* TASK GOAL
Count how many lines in the entries below hold the string "RequestId", and respond with that number only.

* Recorded data
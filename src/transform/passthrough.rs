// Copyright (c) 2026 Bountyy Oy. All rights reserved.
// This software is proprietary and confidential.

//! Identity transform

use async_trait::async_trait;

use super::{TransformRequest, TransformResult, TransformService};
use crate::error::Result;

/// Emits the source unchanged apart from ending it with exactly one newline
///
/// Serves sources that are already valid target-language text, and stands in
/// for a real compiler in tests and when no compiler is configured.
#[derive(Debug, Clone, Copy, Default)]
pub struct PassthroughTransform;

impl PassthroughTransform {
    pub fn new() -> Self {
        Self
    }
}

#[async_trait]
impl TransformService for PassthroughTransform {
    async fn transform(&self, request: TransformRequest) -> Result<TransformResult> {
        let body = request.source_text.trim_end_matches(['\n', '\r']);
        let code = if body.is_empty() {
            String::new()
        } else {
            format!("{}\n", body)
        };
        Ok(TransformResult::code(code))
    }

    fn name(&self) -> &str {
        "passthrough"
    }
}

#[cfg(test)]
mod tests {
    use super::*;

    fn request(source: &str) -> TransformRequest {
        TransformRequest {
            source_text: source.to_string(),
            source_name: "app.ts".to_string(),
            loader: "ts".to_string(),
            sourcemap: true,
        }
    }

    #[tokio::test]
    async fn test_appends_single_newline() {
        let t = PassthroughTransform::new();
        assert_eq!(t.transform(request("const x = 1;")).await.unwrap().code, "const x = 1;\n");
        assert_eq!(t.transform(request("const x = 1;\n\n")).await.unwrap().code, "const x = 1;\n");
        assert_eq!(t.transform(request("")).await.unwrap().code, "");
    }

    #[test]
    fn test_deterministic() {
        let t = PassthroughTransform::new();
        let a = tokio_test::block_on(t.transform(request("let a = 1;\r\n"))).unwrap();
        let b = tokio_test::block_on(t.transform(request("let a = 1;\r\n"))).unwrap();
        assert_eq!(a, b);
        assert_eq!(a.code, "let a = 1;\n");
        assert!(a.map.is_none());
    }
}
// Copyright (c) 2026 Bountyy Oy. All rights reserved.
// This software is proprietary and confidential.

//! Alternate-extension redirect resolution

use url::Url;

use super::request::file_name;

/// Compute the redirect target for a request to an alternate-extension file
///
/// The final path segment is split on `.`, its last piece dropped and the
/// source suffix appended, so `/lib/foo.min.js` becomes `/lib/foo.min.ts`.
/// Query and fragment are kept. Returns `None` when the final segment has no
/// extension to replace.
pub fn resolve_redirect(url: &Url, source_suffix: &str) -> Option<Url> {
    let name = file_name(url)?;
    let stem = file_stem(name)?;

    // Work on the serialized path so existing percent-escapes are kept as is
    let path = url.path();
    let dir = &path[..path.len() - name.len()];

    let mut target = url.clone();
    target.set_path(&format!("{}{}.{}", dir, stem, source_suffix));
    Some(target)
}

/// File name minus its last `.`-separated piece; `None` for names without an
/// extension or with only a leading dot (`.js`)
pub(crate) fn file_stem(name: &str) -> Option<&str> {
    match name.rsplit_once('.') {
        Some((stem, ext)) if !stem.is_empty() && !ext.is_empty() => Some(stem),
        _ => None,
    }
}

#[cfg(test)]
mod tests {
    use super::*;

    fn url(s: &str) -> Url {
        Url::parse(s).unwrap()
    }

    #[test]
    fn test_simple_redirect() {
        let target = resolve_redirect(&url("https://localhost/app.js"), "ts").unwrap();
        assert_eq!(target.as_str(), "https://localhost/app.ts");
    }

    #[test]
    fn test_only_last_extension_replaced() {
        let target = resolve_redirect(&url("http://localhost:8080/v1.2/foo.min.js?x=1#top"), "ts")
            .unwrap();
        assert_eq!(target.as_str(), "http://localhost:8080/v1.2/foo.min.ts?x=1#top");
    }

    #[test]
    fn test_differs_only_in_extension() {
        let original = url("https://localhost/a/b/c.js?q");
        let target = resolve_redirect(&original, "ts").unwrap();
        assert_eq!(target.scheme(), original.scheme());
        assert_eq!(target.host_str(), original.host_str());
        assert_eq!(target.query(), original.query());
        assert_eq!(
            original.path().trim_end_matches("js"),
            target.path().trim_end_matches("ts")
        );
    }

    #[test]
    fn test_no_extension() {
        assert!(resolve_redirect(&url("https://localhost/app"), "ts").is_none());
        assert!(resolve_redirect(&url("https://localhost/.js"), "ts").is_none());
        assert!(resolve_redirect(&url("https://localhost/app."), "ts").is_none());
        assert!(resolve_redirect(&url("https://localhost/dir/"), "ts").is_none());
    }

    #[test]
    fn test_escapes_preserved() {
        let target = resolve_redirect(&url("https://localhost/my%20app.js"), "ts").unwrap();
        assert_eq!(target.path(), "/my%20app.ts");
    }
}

==

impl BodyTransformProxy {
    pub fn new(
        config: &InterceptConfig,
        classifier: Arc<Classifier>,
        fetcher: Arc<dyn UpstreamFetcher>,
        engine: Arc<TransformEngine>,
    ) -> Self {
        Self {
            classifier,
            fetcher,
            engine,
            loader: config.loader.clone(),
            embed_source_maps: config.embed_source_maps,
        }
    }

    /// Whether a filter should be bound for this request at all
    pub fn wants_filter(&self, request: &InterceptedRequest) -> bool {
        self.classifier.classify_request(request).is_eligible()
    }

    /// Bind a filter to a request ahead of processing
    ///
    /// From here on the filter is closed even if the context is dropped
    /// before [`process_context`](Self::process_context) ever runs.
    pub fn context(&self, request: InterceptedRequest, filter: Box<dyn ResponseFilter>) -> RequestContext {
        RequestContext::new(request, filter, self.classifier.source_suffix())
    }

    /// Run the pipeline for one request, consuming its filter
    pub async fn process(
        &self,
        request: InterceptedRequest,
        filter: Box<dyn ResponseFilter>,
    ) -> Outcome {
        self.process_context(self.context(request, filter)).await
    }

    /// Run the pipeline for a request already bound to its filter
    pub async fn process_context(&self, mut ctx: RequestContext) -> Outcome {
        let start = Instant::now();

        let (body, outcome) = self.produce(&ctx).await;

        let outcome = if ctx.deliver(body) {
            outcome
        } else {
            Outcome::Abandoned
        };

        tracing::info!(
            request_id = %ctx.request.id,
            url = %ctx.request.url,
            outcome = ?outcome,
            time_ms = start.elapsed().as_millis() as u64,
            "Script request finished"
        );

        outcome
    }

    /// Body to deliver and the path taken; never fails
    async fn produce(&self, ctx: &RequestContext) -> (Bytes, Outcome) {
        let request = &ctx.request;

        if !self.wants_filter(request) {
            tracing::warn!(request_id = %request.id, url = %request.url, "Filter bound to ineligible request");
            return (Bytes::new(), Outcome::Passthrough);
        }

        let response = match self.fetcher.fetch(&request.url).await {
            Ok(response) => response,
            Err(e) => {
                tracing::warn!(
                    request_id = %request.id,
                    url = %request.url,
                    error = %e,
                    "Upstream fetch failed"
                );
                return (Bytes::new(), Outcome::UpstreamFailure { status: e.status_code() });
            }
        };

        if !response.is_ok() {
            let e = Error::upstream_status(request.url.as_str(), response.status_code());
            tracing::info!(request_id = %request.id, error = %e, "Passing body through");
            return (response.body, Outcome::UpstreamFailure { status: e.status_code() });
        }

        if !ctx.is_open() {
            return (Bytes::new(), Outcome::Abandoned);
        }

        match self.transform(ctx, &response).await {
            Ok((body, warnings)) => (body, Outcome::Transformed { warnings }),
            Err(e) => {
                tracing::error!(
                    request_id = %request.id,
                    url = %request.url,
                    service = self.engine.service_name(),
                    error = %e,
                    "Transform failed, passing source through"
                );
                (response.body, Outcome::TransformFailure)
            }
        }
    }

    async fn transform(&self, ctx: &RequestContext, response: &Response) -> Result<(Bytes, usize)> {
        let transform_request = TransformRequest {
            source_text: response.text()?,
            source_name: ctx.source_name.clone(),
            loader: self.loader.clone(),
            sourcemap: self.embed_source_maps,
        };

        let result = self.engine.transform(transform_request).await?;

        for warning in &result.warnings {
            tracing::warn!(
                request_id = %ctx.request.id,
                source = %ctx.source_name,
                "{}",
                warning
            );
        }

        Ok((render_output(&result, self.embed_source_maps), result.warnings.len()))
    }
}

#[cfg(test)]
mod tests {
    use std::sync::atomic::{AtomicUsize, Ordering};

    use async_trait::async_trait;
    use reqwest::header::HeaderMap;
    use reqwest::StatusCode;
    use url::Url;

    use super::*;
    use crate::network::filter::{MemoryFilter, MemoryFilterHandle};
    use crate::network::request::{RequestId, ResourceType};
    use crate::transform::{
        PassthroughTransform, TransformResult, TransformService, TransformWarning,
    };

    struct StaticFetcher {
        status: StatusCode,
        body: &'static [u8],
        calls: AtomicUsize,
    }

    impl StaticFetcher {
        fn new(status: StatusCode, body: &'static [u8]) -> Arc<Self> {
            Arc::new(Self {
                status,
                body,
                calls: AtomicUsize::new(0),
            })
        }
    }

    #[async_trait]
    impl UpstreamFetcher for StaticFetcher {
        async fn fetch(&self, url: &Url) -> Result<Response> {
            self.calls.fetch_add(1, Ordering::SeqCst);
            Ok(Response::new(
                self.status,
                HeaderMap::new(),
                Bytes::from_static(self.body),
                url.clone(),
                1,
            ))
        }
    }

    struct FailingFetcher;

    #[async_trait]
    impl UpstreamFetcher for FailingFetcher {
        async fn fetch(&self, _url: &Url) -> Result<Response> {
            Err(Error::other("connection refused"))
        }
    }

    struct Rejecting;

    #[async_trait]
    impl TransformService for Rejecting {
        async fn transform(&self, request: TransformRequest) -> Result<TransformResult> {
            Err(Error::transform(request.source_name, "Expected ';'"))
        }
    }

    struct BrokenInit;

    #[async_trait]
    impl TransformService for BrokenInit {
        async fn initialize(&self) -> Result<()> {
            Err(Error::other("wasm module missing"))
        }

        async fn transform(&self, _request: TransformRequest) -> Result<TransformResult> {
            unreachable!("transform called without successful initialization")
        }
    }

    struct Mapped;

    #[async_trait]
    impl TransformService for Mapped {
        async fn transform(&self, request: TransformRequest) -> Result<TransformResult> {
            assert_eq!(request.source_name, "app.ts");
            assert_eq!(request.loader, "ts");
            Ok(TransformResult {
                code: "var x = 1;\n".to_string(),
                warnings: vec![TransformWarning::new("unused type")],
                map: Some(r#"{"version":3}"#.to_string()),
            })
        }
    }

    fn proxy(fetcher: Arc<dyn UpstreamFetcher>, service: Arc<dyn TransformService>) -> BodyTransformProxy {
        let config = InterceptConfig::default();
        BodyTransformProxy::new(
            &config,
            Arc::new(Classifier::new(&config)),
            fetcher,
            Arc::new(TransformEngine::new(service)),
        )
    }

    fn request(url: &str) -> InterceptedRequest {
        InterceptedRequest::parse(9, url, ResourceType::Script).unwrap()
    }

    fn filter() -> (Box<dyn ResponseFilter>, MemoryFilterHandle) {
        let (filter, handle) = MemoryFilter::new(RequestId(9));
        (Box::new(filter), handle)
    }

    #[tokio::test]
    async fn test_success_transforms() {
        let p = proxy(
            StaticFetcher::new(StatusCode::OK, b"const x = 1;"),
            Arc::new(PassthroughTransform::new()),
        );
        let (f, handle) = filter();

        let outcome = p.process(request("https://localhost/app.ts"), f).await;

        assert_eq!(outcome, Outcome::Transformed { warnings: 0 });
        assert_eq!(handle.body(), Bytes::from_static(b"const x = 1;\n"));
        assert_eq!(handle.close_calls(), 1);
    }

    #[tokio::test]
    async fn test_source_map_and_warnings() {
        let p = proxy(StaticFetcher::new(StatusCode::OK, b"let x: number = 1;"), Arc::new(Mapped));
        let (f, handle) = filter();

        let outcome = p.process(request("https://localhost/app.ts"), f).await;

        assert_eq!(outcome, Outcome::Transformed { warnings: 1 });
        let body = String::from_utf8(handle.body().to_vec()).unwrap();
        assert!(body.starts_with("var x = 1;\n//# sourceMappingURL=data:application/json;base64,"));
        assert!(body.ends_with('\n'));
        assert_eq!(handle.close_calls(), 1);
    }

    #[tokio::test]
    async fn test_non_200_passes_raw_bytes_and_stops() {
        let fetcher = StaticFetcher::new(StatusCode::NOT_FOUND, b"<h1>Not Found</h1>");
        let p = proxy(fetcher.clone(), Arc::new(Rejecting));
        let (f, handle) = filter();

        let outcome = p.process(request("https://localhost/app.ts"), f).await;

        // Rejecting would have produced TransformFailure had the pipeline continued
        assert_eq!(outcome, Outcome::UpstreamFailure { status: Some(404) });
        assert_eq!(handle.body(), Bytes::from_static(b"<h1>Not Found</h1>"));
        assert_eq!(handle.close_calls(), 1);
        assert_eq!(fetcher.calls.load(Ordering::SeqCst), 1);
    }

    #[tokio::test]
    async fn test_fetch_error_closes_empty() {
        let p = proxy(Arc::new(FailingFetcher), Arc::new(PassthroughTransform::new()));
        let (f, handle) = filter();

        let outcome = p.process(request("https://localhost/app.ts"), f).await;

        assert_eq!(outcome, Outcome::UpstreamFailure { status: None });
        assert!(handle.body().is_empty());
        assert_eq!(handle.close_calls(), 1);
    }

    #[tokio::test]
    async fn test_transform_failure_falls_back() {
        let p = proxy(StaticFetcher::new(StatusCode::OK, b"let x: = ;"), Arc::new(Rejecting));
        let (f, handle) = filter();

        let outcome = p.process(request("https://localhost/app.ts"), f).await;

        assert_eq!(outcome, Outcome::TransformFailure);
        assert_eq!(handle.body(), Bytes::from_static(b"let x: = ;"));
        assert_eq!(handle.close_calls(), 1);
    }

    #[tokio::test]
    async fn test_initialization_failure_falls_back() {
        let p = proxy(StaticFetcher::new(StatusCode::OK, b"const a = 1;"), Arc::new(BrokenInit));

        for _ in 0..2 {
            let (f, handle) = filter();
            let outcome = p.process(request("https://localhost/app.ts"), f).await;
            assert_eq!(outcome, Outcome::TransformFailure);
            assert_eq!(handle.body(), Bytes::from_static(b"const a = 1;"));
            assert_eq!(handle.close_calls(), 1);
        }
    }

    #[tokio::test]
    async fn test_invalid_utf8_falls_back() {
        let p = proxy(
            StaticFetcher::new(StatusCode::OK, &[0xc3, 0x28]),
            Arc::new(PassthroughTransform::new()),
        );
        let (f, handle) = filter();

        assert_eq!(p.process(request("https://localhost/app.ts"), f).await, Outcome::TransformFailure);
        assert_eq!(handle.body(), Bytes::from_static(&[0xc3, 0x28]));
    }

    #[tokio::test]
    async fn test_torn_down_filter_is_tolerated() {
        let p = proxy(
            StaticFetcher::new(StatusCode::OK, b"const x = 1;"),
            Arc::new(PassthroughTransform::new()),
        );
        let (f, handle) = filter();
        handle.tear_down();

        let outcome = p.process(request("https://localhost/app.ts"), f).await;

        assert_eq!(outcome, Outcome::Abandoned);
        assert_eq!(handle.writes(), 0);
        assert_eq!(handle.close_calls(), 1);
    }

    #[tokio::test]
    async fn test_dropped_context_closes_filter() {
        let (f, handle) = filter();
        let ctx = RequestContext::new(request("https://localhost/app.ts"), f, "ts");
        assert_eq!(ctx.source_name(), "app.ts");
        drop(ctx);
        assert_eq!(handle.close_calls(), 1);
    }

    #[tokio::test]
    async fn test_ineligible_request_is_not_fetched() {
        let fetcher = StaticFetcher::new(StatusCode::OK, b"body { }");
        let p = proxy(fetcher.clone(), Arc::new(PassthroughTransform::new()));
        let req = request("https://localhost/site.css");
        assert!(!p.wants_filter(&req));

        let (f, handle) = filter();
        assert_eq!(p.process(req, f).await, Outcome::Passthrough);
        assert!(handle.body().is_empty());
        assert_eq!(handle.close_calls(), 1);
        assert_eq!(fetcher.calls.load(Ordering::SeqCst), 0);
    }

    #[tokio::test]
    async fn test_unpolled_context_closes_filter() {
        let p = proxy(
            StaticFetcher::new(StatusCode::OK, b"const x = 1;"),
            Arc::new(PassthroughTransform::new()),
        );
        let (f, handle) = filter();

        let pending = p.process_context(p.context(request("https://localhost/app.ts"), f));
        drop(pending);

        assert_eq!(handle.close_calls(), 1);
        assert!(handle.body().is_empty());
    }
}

--

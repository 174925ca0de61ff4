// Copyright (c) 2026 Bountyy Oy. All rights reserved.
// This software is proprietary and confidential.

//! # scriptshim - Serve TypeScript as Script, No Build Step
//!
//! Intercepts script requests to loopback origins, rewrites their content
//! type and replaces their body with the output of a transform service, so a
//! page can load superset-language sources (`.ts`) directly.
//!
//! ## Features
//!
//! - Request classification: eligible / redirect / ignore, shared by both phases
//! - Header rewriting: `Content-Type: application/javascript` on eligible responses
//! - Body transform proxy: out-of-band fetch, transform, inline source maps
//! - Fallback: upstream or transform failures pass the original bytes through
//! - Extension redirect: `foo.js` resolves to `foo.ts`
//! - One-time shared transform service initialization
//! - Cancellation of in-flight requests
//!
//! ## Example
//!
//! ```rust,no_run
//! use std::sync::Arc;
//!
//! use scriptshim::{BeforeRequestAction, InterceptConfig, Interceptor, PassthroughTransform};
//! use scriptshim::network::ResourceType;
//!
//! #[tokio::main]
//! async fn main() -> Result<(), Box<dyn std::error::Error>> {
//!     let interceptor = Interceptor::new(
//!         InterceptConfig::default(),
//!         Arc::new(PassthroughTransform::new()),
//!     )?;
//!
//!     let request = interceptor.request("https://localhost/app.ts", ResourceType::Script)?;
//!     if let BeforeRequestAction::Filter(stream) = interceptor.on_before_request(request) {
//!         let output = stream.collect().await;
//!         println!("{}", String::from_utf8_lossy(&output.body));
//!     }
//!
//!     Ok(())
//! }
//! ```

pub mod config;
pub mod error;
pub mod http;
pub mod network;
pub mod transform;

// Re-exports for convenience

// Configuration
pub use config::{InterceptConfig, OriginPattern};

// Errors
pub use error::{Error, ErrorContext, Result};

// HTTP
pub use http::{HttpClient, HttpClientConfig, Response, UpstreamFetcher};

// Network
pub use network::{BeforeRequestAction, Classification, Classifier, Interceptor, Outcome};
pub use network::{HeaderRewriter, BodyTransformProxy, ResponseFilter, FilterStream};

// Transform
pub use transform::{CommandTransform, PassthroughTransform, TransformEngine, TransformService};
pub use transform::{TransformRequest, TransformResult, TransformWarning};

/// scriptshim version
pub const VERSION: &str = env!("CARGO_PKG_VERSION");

* RESULT OF THIS EXERCISE
2